> **WHAT YOU SHOULD DO**
Check every line below for the string "revocation". Copy the ones that have it.

> **SOURCE DATA**
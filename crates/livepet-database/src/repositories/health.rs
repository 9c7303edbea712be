//! Read-side repository for pets and their health data.

use async_trait::async_trait;
use sqlx::PgPool;

use livepet_core::error::{AppError, ErrorKind};
use livepet_core::result::AppResult;
use livepet_core::types::{HealthRecordId, PetId, UserId};
use livepet_entity::health::{
    Alert, Document, HealthRecord, NewHealthRecord, SHARE_EVENT_RECORD_TYPE, Vital,
};
use livepet_entity::pet::PetProfile;

use crate::store::HealthStore;

const PET_COLUMNS: &str = "id, user_id, name, species, breed, photo_url, birth_date";

/// Repository over `pets` and the `health_*` tables.
#[derive(Debug, Clone)]
pub struct HealthRepository {
    pool: PgPool,
}

impl HealthRepository {
    /// Create a new health repository.
    pub fn new(pool: PgPool) -> Self {
        Self { pool }
    }
}

#[async_trait]
impl HealthStore for HealthRepository {
    async fn find_pet(&self, pet_id: PetId) -> AppResult<Option<PetProfile>> {
        sqlx::query_as::<_, PetProfile>(&format!("SELECT {PET_COLUMNS} FROM pets WHERE id = $1"))
            .bind(pet_id)
            .fetch_optional(&self.pool)
            .await
            .map_err(|e| AppError::with_source(ErrorKind::Database, "Failed to find pet", e))
    }

    async fn find_owned_pet(&self, pet_id: PetId, owner: UserId) -> AppResult<Option<PetProfile>> {
        sqlx::query_as::<_, PetProfile>(&format!(
            "SELECT {PET_COLUMNS} FROM pets WHERE id = $1 AND user_id = $2"
        ))
        .bind(pet_id)
        .bind(owner)
        .fetch_optional(&self.pool)
        .await
        .map_err(|e| AppError::with_source(ErrorKind::Database, "Failed to find pet", e))
    }

    async fn recent_records(&self, pet_id: PetId, limit: u32) -> AppResult<Vec<HealthRecord>> {
        sqlx::query_as::<_, HealthRecord>(
            "SELECT * FROM health_records WHERE pet_id = $1 AND record_type <> $3 \
             ORDER BY date DESC LIMIT $2",
        )
        .bind(pet_id)
        .bind(i64::from(limit))
        .bind(SHARE_EVENT_RECORD_TYPE)
        .fetch_all(&self.pool)
        .await
        .map_err(|e| AppError::with_source(ErrorKind::Database, "Failed to load health records", e))
    }

    async fn recent_vitals(&self, pet_id: PetId, limit: u32) -> AppResult<Vec<Vital>> {
        sqlx::query_as::<_, Vital>(
            "SELECT * FROM health_vitals WHERE pet_id = $1 ORDER BY measured_at DESC LIMIT $2",
        )
        .bind(pet_id)
        .bind(i64::from(limit))
        .fetch_all(&self.pool)
        .await
        .map_err(|e| AppError::with_source(ErrorKind::Database, "Failed to load vitals", e))
    }

    async fn active_alerts(&self, pet_id: PetId, limit: Option<u32>) -> AppResult<Vec<Alert>> {
        // LIMIT NULL is no limit in PostgreSQL.
        sqlx::query_as::<_, Alert>(
            "SELECT * FROM health_alerts WHERE pet_id = $1 AND status = 'active' \
             ORDER BY due_date ASC NULLS LAST LIMIT $2",
        )
        .bind(pet_id)
        .bind(limit.map(i64::from))
        .fetch_all(&self.pool)
        .await
        .map_err(|e| AppError::with_source(ErrorKind::Database, "Failed to load alerts", e))
    }

    async fn recent_documents(&self, pet_id: PetId, limit: u32) -> AppResult<Vec<Document>> {
        sqlx::query_as::<_, Document>(
            "SELECT * FROM health_documents WHERE pet_id = $1 \
             ORDER BY document_date DESC NULLS LAST LIMIT $2",
        )
        .bind(pet_id)
        .bind(i64::from(limit))
        .fetch_all(&self.pool)
        .await
        .map_err(|e| AppError::with_source(ErrorKind::Database, "Failed to load documents", e))
    }

    async fn create_record(&self, data: &NewHealthRecord) -> AppResult<HealthRecord> {
        sqlx::query_as::<_, HealthRecord>(
            "INSERT INTO health_records (id, pet_id, user_id, record_type, title, description, date, notes) \
             VALUES ($1, $2, $3, $4, $5, $6, $7, $8) RETURNING *",
        )
        .bind(HealthRecordId::new())
        .bind(data.pet_id)
        .bind(data.user_id)
        .bind(&data.record_type)
        .bind(&data.title)
        .bind(&data.description)
        .bind(data.date)
        .bind(&data.notes)
        .fetch_one(&self.pool)
        .await
        .map_err(|e| AppError::with_source(ErrorKind::Database, "Failed to create health record", e))
    }
}
//! Health profile share grant model.

use chrono::{DateTime, Utc};
use serde::{Deserialize, Serialize};
use sqlx::FromRow;

use livepet_core::types::{PetId, ShareId, UserId};

/// Stored lifecycle status. Expiry is derived from `expires_at`, never stored.
#[derive(Debug, Clone, Copy, PartialEq, Eq, Hash, Serialize, Deserialize, sqlx::Type)]
#[sqlx(type_name = "share_status", rename_all = "snake_case")]
#[serde(rename_all = "snake_case")]
pub enum ShareStatus {
    /// The grant can be resolved.
    Active,
    /// Revoked by the owner. Terminal.
    Revoked,
}

/// Effective state of a grant at a given instant.
#[derive(Debug, Clone, Copy, PartialEq, Eq, Hash, Serialize, Deserialize)]
#[serde(rename_all = "snake_case")]
pub enum ShareState {
    /// Resolvable.
    Active,
    /// Past `expires_at`, whatever the stored status.
    Expired,
    /// Revoked by the owner.
    Revoked,
    /// `views_count` reached `max_views`.
    Exhausted,
}

/// Which health categories a grant discloses. Pet identity is always shown.
#[derive(Debug, Clone, Copy, PartialEq, Eq, Serialize, Deserialize, FromRow)]
pub struct CategoryVisibility {
    /// Health timeline records.
    pub allow_health_records: bool,
    /// Vital sign measurements.
    pub allow_vitals: bool,
    /// Active alerts and reminders.
    pub allow_alerts: bool,
    /// Uploaded documents.
    pub allow_documents: bool,
}

impl Default for CategoryVisibility {
    fn default() -> Self {
        Self {
            allow_health_records: true,
            allow_vitals: true,
            allow_alerts: true,
            allow_documents: true,
        }
    }
}

impl CategoryVisibility {
    /// A grant that shows only the pet's identity.
    pub fn none() -> Self {
        Self {
            allow_health_records: false,
            allow_vitals: false,
            allow_alerts: false,
            allow_documents: false,
        }
    }
}

/// A token-based grant disclosing part of one pet's health profile.
#[derive(Debug, Clone, Serialize, Deserialize, FromRow)]
pub struct ShareGrant {
    /// Internal identifier.
    pub id: ShareId,
    /// Opaque URL token (64 lowercase hex chars).
    pub share_token: String,
    /// Owning user.
    pub user_id: UserId,
    /// Pet whose profile is shared.
    pub pet_id: PetId,
    /// Six-digit access code, when one is required.
    #[serde(skip_serializing)]
    pub access_code: Option<String>,
    /// Recipient address the link was sent to.
    pub recipient_email: String,
    /// Recipient display name.
    pub recipient_name: Option<String>,
    /// Personal note from the owner.
    pub message: Option<String>,
    /// Issuance time.
    pub created_at: DateTime<Utc>,
    /// Hard expiry.
    pub expires_at: DateTime<Utc>,
    /// View cap; `None` is unlimited.
    pub max_views: Option<i32>,
    /// Successful views so far.
    pub views_count: i32,
    /// Time of the most recent successful view.
    pub last_accessed_at: Option<DateTime<Utc>>,
    /// Stored lifecycle status.
    pub status: ShareStatus,
    /// Set once, on the first revocation.
    pub revoked_at: Option<DateTime<Utc>>,
    /// Disclosed categories.
    #[sqlx(flatten)]
    #[serde(flatten)]
    pub visibility: CategoryVisibility,
}

impl ShareGrant {
    /// Whether `now` is past the expiry instant. The instant itself is still
    /// active, matching the conditional consume in the stores.
    pub fn is_expired_at(&self, now: DateTime<Utc>) -> bool {
        now > self.expires_at
    }

    /// Whether the grant has been revoked.
    pub fn is_revoked(&self) -> bool {
        self.status == ShareStatus::Revoked
    }

    /// Whether the view cap has been reached.
    pub fn view_limit_reached(&self) -> bool {
        self.max_views.is_some_and(|max| self.views_count >= max)
    }

    /// Whether recipients must present an access code.
    pub fn requires_code(&self) -> bool {
        self.access_code.is_some()
    }

    /// Effective state, checked in order: expiry, revocation, view cap.
    pub fn state_at(&self, now: DateTime<Utc>) -> ShareState {
        if self.is_expired_at(now) {
            ShareState::Expired
        } else if self.is_revoked() {
            ShareState::Revoked
        } else if self.view_limit_reached() {
            ShareState::Exhausted
        } else {
            ShareState::Active
        }
    }

    /// Views left before the cap, `None` when unlimited.
    pub fn remaining_views(&self) -> Option<i32> {
        self.max_views
            .map(|max| (max - self.views_count).max(0))
    }
}

/// Data required to persist a new grant. New grants start active with zero views.
#[derive(Debug, Clone, Serialize, Deserialize)]
pub struct NewShareGrant {
    /// Opaque URL token.
    pub share_token: String,
    /// Owning user.
    pub user_id: UserId,
    /// Pet being shared.
    pub pet_id: PetId,
    /// Six-digit code, if any.
    #[serde(skip_serializing)]
    pub access_code: Option<String>,
    /// Recipient address.
    pub recipient_email: String,
    /// Recipient display name.
    pub recipient_name: Option<String>,
    /// Personal note.
    pub message: Option<String>,
    /// Issuance time.
    pub created_at: DateTime<Utc>,
    /// Hard expiry.
    pub expires_at: DateTime<Utc>,
    /// View cap.
    pub max_views: Option<i32>,
    /// Disclosed categories.
    pub visibility: CategoryVisibility,
}

impl NewShareGrant {
    /// Materialize the row a store would insert.
    pub fn into_grant(self, id: ShareId) -> ShareGrant {
        ShareGrant {
            id,
            share_token: self.share_token,
            user_id: self.user_id,
            pet_id: self.pet_id,
            access_code: self.access_code,
            recipient_email: self.recipient_email,
            recipient_name: self.recipient_name,
            message: self.message,
            created_at: self.created_at,
            expires_at: self.expires_at,
            max_views: self.max_views,
            views_count: 0,
            last_accessed_at: None,
            status: ShareStatus::Active,
            revoked_at: None,
            visibility: self.visibility,
        }
    }
}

> **WRITTEN SOLUTION**
    /// Set once, on the first revocation.
    /// Effective state, checked in order: expiry, revocation, view cap.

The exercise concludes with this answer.